▸ Aim of the task
Take the entries below and return them unchanged.

Data entries

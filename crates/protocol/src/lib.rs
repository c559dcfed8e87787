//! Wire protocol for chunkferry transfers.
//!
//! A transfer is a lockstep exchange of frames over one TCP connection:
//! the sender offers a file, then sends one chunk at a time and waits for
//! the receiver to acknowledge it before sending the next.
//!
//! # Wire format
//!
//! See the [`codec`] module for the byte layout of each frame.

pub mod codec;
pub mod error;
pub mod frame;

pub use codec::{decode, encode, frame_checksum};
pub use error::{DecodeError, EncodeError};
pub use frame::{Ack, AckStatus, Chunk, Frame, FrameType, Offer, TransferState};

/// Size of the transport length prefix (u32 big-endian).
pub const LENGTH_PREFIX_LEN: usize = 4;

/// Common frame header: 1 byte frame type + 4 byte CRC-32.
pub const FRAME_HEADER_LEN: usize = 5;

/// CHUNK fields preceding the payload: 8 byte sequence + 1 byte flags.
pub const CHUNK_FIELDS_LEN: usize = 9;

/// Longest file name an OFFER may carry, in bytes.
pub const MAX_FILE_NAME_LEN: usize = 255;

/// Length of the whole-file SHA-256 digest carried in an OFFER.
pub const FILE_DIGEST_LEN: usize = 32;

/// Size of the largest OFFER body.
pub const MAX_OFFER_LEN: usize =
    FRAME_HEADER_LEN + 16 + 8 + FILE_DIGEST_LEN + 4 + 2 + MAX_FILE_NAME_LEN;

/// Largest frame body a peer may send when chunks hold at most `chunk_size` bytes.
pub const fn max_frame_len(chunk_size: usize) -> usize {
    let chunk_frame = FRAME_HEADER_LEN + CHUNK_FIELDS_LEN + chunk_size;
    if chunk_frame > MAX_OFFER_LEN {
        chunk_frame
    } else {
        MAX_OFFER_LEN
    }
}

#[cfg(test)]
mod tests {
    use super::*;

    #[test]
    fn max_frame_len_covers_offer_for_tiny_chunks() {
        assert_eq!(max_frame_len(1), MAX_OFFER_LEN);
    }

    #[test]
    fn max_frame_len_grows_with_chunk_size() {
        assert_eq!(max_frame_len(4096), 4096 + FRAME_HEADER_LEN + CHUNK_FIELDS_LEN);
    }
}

▸ Result of the task
filename crates/protocol/src/lib.rs
repository c559dcfed8e87787
//! Wire protocol for chunkferry transfers.
//!
//! A transfer is a lockstep exchange of frames over one TCP connection:
//! the sender offers a file, then sends one chunk at a time and waits for
//! the receiver to acknowledge it before sending the next.
//!
//! # Wire format
//!
//! See the [`codec`] module for the byte layout of each frame.

pub mod codec;
pub mod error;
pub mod frame;

pub use codec::{decode, encode, frame_checksum};
pub use error::{DecodeError, EncodeError};
pub use frame::{Ack, AckStatus, Chunk, Frame, FrameType, Offer, TransferState};

/// Size of the transport length prefix (u32 big-endian).
pub const LENGTH_PREFIX_LEN: usize = 4;

/// Common frame header: 1 byte frame type + 4 byte CRC-32.
pub const FRAME_HEADER_LEN: usize = 5;

/// CHUNK fields preceding the payload: 8 byte sequence + 1 byte flags.
pub const CHUNK_FIELDS_LEN: usize = 9;

/// Longest file name an OFFER may carry, in bytes.
pub const MAX_FILE_NAME_LEN: usize = 255;

/// Length of the whole-file SHA-256 digest carried in an OFFER.
pub const FILE_DIGEST_LEN: usize = 32;

/// Size of the largest OFFER body.
pub const MAX_OFFER_LEN: usize =
    FRAME_HEADER_LEN + 16 + 8 + FILE_DIGEST_LEN + 4 + 2 + MAX_FILE_NAME_LEN;

/// Largest frame body a peer may send when chunks hold at most `chunk_size` bytes.
pub const fn max_frame_len(chunk_size: usize) -> usize {
    let chunk_frame = FRAME_HEADER_LEN + CHUNK_FIELDS_LEN + chunk_size;
    if chunk_frame > MAX_OFFER_LEN {
        chunk_frame
    } else {
        MAX_OFFER_LEN
    }
}

#[cfg(test)]
mod tests {
    use super::*;

    #[test]
    fn max_frame_len_covers_offer_for_tiny_chunks() {
        assert_eq!(max_frame_len(1), MAX_OFFER_LEN);
    }

    #[test]
    fn max_frame_len_grows_with_chunk_size() {
        assert_eq!(max_frame_len(4096), 4096 + FRAME_HEADER_LEN + CHUNK_FIELDS_LEN);
    }
}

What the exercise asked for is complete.